DATASET EXCERPTS START
//! Storefront CLI

use std::process;

use clap::Parser;
use tracing::error;

use crate::cli::Cli;

mod cli;
mod config;
mod errors;
mod logging;
mod render;

#[tokio::main]
pub async fn main() {
    let _env = dotenvy::dotenv();

    let cli = Cli::parse();

    if let Err(error) = logging::init_subscriber(&cli.logging) {
        #[expect(
            clippy::print_stderr,
            reason = "logging failed to initialise, must use eprintln"
        )]
        {
            eprintln!("{error}");
        }

        process::exit(1);
    }

    if let Err(error) = cli.run().await {
        error!("{}", error_chain(&error));

        process::exit(1);
    }
}

fn error_chain(error: &dyn std::error::Error) -> String {
    let mut message = error.to_string();
    let mut source = error.source();

    while let Some(cause) = source {
        message.push_str(": ");
        message.push_str(&cause.to_string());
        source = cause.source();
    }

    message
}
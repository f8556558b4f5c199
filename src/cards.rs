//! Product Cards
//!
//! Render models for the catalog grid, shared by every front end.

use rusty_money::iso::Currency;

use crate::{
    images::ImageUrlBuilder,
    pricing::{discount_badge, format_amount},
    products::Product,
};

/// Image element of a card.
#[derive(Debug, Clone, PartialEq, Eq)]
pub struct CardImage {
    /// Resolved image URL.
    pub src: String,

    /// Alternative text; the product title.
    pub alt: String,
}

/// Render model for a single product card.
#[derive(Debug, Clone, PartialEq, Eq)]
pub struct ProductCard {
    /// Stable key (product id).
    pub key: String,

    /// Card heading.
    pub title: String,

    /// Body text.
    pub description: String,

    /// Formatted shelf price.
    pub price: String,

    /// `{n}% OFF`, only for discounted products.
    pub discount_badge: Option<String>,

    /// Image element, only when the product has a usable asset reference.
    pub image: Option<CardImage>,

    /// Tag pills in query order.
    pub tags: Vec<String>,
}

impl ProductCard {
    /// Build the card for `product`.
    pub fn new(product: &Product, images: &ImageUrlBuilder, currency: &Currency) -> Self {
        let image = product.image_ref().map(|reference| CardImage {
            src: images.url(reference),
            alt: product.title.clone(),
        });

        Self {
            key: product.id.clone(),
            title: product.title.clone(),
            description: product.description.clone(),
            price: format_amount(product.price, currency),
            discount_badge: discount_badge(product.discount_percentage),
            image,
            tags: product.tags.to_vec(),
        }
    }
}

/// Build one card per product, in order.
pub fn product_cards(
    products: &[Product],
    images: &ImageUrlBuilder,
    currency: &Currency,
) -> Vec<ProductCard> {
    products
        .iter()
        .map(|product| ProductCard::new(product, images, currency))
        .collect()
}

#[cfg(test)]
mod tests {
    use std::str::FromStr;

    use rust_decimal::Decimal;
    use rusty_money::iso;
    use testresult::TestResult;

    use super::*;
    use crate::{config::CatalogConfig, images::ImageRef, tags::ProductTags};

    fn images() -> ImageUrlBuilder {
        ImageUrlBuilder::new(&CatalogConfig::new("proj", "production", "2025-01-13"))
    }

    fn mug() -> TestResult<Product> {
        let mut product = Product::new("a", "Mug", Decimal::from_str("9.999")?);

        product.tags = ProductTags::from_strs(&["kitchen"]);

        Ok(product)
    }

    #[test]
    fn mug_card_matches_expected_rendering() -> TestResult {
        let card = ProductCard::new(&mug()?, &images(), iso::USD);

        assert_eq!(card.key, "a");
        assert_eq!(card.title, "Mug");
        assert_eq!(card.price, "$10.00");
        assert_eq!(card.tags, ["kitchen"]);
        assert_eq!(card.discount_badge, None);
        assert_eq!(card.image, None);

        Ok(())
    }

    #[test]
    fn discounted_product_has_badge() -> TestResult {
        let mut product = mug()?;

        product.discount_percentage = Decimal::from_str("12.5")?;

        let card = ProductCard::new(&product, &images(), iso::USD);

        assert_eq!(card.discount_badge.as_deref(), Some("12.5% OFF"));

        Ok(())
    }

    #[test]
    fn image_uses_title_as_alt_text() -> TestResult {
        let mut product = mug()?;

        product.image = Some(ImageRef::new("image-abc-10x20-png"));

        let card = ProductCard::new(&product, &images(), iso::USD);

        assert_eq!(
            card.image,
            Some(CardImage {
                src: "https://cdn.sanity.io/images/proj/production/abc-10x20.png".to_string(),
                alt: "Mug".to_string(),
            })
        );

        Ok(())
    }

    #[test]
    fn empty_image_reference_has_no_image() -> TestResult {
        let mut product = mug()?;

        product.image = Some(ImageRef::new(""));

        let card = ProductCard::new(&product, &images(), iso::USD);

        assert_eq!(card.image, None);

        Ok(())
    }

    #[test]
    fn one_card_per_product_in_order() -> TestResult {
        let products = vec![
            mug()?,
            Product::new("b", "Bowl", Decimal::from(12)),
            Product::new("c", "Cup", Decimal::from(3)),
        ];

        let cards = product_cards(&products, &images(), iso::USD);

        assert_eq!(cards.len(), products.len());
        assert_eq!(
            cards.iter().map(|card| card.key.as_str()).collect::<Vec<_>>(),
            ["a", "b", "c"]
        );

        Ok(())
    }
}
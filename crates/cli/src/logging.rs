//! Logging subscriber initialisation.

use std::io;

use tracing_subscriber::{
    EnvFilter, Registry,
    layer::{Layer, SubscriberExt},
    util::SubscriberInitExt,
};

use crate::{
    config::{LogFormat, LoggingConfig},
    errors::CliError,
};

/// Install the global subscriber. Logs go to stderr; stdout is for output.
pub(crate) fn init_subscriber(config: &LoggingConfig) -> Result<(), CliError> {
    match config.log_format {
        LogFormat::Compact => init_with_layer(
            config,
            tracing_subscriber::fmt::layer()
                .compact()
                .with_writer(io::stderr)
                .with_target(true),
        ),
        LogFormat::Json => init_with_layer(
            config,
            tracing_subscriber::fmt::layer()
                .json()
                .with_writer(io::stderr)
                .with_current_span(true)
                .with_span_list(true)
                .with_target(true),
        ),
    }
}

fn build_env_filter(config: &LoggingConfig) -> EnvFilter {
    EnvFilter::try_from_default_env().unwrap_or_else(|_| {
        EnvFilter::new(format!(
            "{},hyper=warn,hyper_util=warn,reqwest=warn,rustls=warn",
            config.log_level
        ))
    })
}

fn init_with_layer<L>(config: &LoggingConfig, fmt_layer: L) -> Result<(), CliError>
where
    L: Layer<Registry> + Send + Sync + 'static,
{
    tracing_subscriber::registry()
        .with(fmt_layer)
        .with(build_env_filter(config))
        .try_init()
        .map_err(|error| CliError::Logging(error.to_string()))
}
DATASET EXCERPTS END
§ TASK TO COMPLETE: Print precisely the lines from the one with "filename crates/cli/src/logging.rs" through the end of the data above, adding nothing.

§ RESULT BELOW:
filename crates/cli/src/logging.rs
//! Logging subscriber initialisation.

use std::io;

use tracing_subscriber::{
    EnvFilter, Registry,
    layer::{Layer, SubscriberExt},
    util::SubscriberInitExt,
};

use crate::{
    config::{LogFormat, LoggingConfig},
    errors::CliError,
};

/// Install the global subscriber. Logs go to stderr; stdout is for output.
pub(crate) fn init_subscriber(config: &LoggingConfig) -> Result<(), CliError> {
    match config.log_format {
        LogFormat::Compact => init_with_layer(
            config,
            tracing_subscriber::fmt::layer()
                .compact()
                .with_writer(io::stderr)
                .with_target(true),
        ),
        LogFormat::Json => init_with_layer(
            config,
            tracing_subscriber::fmt::layer()
                .json()
                .with_writer(io::stderr)
                .with_current_span(true)
                .with_span_list(true)
                .with_target(true),
        ),
    }
}

fn build_env_filter(config: &LoggingConfig) -> EnvFilter {
    EnvFilter::try_from_default_env().unwrap_or_else(|_| {
        EnvFilter::new(format!(
            "{},hyper=warn,hyper_util=warn,reqwest=warn,rustls=warn",
            config.log_level
        ))
    })
}

fn init_with_layer<L>(config: &LoggingConfig, fmt_layer: L) -> Result<(), CliError>
where
    L: Layer<Registry> + Send + Sync + 'static,
{
    tracing_subscriber::registry()
        .with(fmt_layer)
        .with(build_env_filter(config))
        .try_init()
        .map_err(|error| CliError::Logging(error.to_string()))
}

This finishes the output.